What follows is a listing; give it again exactly, in its entirety.

Content starts

//! Asynchronous API client core for the Localskills service.
//!
//! # Overview
//! Every call goes through [`LocalskillsClient::send`], which authenticates,
//! retries transport failures and `429`/`5xx` responses with exponential
//! backoff, and honours a [`CancellationToken`]. The JSON envelope
//! `{"success", "data", "error"}` is unwrapped by
//! [`LocalskillsClient::decode_json`], which turns failures into a typed
//! [`ApiError`]. Resource-level methods (skills, tenants, tokens, ...) live
//! in [`api`] and are thin wrappers over those two.
//!
//! # Design
//! - The client is `Clone` and shares one connection pool and one immutable
//!   [`ClientConfig`]; it is safe to use from many tasks at once.
//! - `404` and `401`/`403` are distinguishable through
//!   [`ApiError::is_not_found`] and [`ApiError::is_unauthorized`], so callers
//!   can treat a vanished resource as removed ([`NotFoundExt::or_gone`]).
//! - DTOs are defined independently from the mock-server crate; integration
//!   tests catch schema drift.

pub mod api;
pub mod client;
pub mod config;
pub mod envelope;
pub mod error;
pub mod http;
pub mod logging;
pub mod query;
pub mod retry;
pub mod types;

pub use client::{LocalskillsClient, NO_BODY};
pub use config::{ClientConfig, ConfigError};
pub use envelope::Envelope;
pub use error::{is_not_found, is_unauthorized, ApiError, AttemptFailure, NotFoundExt};
pub use http::{HttpMethod, RawResponse};
pub use logging::{init_logging, init_logging_with_default, try_init_logging};
pub use query::Query;
pub use retry::RetryPolicy;
pub use tokio_util::sync::CancellationToken;
pub use types::*;
//! Query-string and path-segment encoding for endpoint paths.

use url::form_urlencoded;

/// Ordered query parameters. Empty values are dropped, so optional filters
/// can be passed through unconditionally.
#[derive(Debug, Clone, Default, PartialEq, Eq)]
pub struct Query {
    pairs: Vec<(String, String)>,
}

impl Query {
    pub fn new() -> Self {
        Self::default()
    }

    pub fn param(mut self, key: impl Into<String>, value: impl Into<String>) -> Self {
        let value = value.into();
        if !value.is_empty() {
            self.pairs.push((key.into(), value));
        }
        self
    }

    pub fn param_opt(self, key: impl Into<String>, value: Option<impl ToString>) -> Self {
        match value {
            Some(value) => self.param(key, value.to_string()),
            None => self,
        }
    }

    pub fn is_empty(&self) -> bool {
        self.pairs.is_empty()
    }

    /// `?k=v&…`, or an empty string when there are no parameters.
    pub fn to_query_string(&self) -> String {
        if self.pairs.is_empty() {
            return String::new();
        }
        // A non-empty serializer target would get a `&` before the first pair.
        let encoded = form_urlencoded::Serializer::new(String::new())
            .extend_pairs(self.pairs.iter())
            .finish();
        format!("?{encoded}")
    }

    pub fn append_to(&self, path: &str) -> String {
        format!("{path}{}", self.to_query_string())
    }
}

/// Percent-encodes one path segment. `+` would read as a literal plus in a
/// path, so spaces become `%20`.
pub fn segment(value: &str) -> String {
    form_urlencoded::byte_serialize(value.as_bytes())
        .collect::<String>()
        .replace('+', "%20")
}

Content ends

#### OUTPUT FOR THIS EXERCISE
//! Asynchronous API client core for the Localskills service.
//!
//! # Overview
//! Every call goes through [`LocalskillsClient::send`], which authenticates,
//! retries transport failures and `429`/`5xx` responses with exponential
//! backoff, and honours a [`CancellationToken`]. The JSON envelope
//! `{"success", "data", "error"}` is unwrapped by
//! [`LocalskillsClient::decode_json`], which turns failures into a typed
//! [`ApiError`]. Resource-level methods (skills, tenants, tokens, ...) live
//! in [`api`] and are thin wrappers over those two.
//!
//! # Design
//! - The client is `Clone` and shares one connection pool and one immutable
//!   [`ClientConfig`]; it is safe to use from many tasks at once.
//! - `404` and `401`/`403` are distinguishable through
//!   [`ApiError::is_not_found`] and [`ApiError::is_unauthorized`], so callers
//!   can treat a vanished resource as removed ([`NotFoundExt::or_gone`]).
//! - DTOs are defined independently from the mock-server crate; integration
//!   tests catch schema drift.

pub mod api;
pub mod client;
pub mod config;
pub mod envelope;
pub mod error;
pub mod http;
pub mod logging;
pub mod query;
pub mod retry;
pub mod types;

pub use client::{LocalskillsClient, NO_BODY};
pub use config::{ClientConfig, ConfigError};
pub use envelope::Envelope;
pub use error::{is_not_found, is_unauthorized, ApiError, AttemptFailure, NotFoundExt};
pub use http::{HttpMethod, RawResponse};
pub use logging::{init_logging, init_logging_with_default, try_init_logging};
pub use query::Query;
pub use retry::RetryPolicy;
pub use tokio_util::sync::CancellationToken;
pub use types::*;
//! Query-string and path-segment encoding for endpoint paths.

use url::form_urlencoded;

/// Ordered query parameters. Empty values are dropped, so optional filters
/// can be passed through unconditionally.
#[derive(Debug, Clone, Default, PartialEq, Eq)]
pub struct Query {
    pairs: Vec<(String, String)>,
}

impl Query {
    pub fn new() -> Self {
        Self::default()
    }

    pub fn param(mut self, key: impl Into<String>, value: impl Into<String>) -> Self {
        let value = value.into();
        if !value.is_empty() {
            self.pairs.push((key.into(), value));
        }
        self
    }

    pub fn param_opt(self, key: impl Into<String>, value: Option<impl ToString>) -> Self {
        match value {
            Some(value) => self.param(key, value.to_string()),
            None => self,
        }
    }

    pub fn is_empty(&self) -> bool {
        self.pairs.is_empty()
    }

    /// `?k=v&…`, or an empty string when there are no parameters.
    pub fn to_query_string(&self) -> String {
        if self.pairs.is_empty() {
            return String::new();
        }
        // A non-empty serializer target would get a `&` before the first pair.
        let encoded = form_urlencoded::Serializer::new(String::new())
            .extend_pairs(self.pairs.iter())
            .finish();
        format!("?{encoded}")
    }

    pub fn append_to(&self, path: &str) -> String {
        format!("{path}{}", self.to_query_string())
    }
}

/// Percent-encodes one path segment. `+` would read as a literal plus in a
/// path, so spaces become `%20`.
pub fn segment(value: &str) -> String {
    form_urlencoded::byte_serialize(value.as_bytes())
        .collect::<String>()
        .replace('+', "%20")
}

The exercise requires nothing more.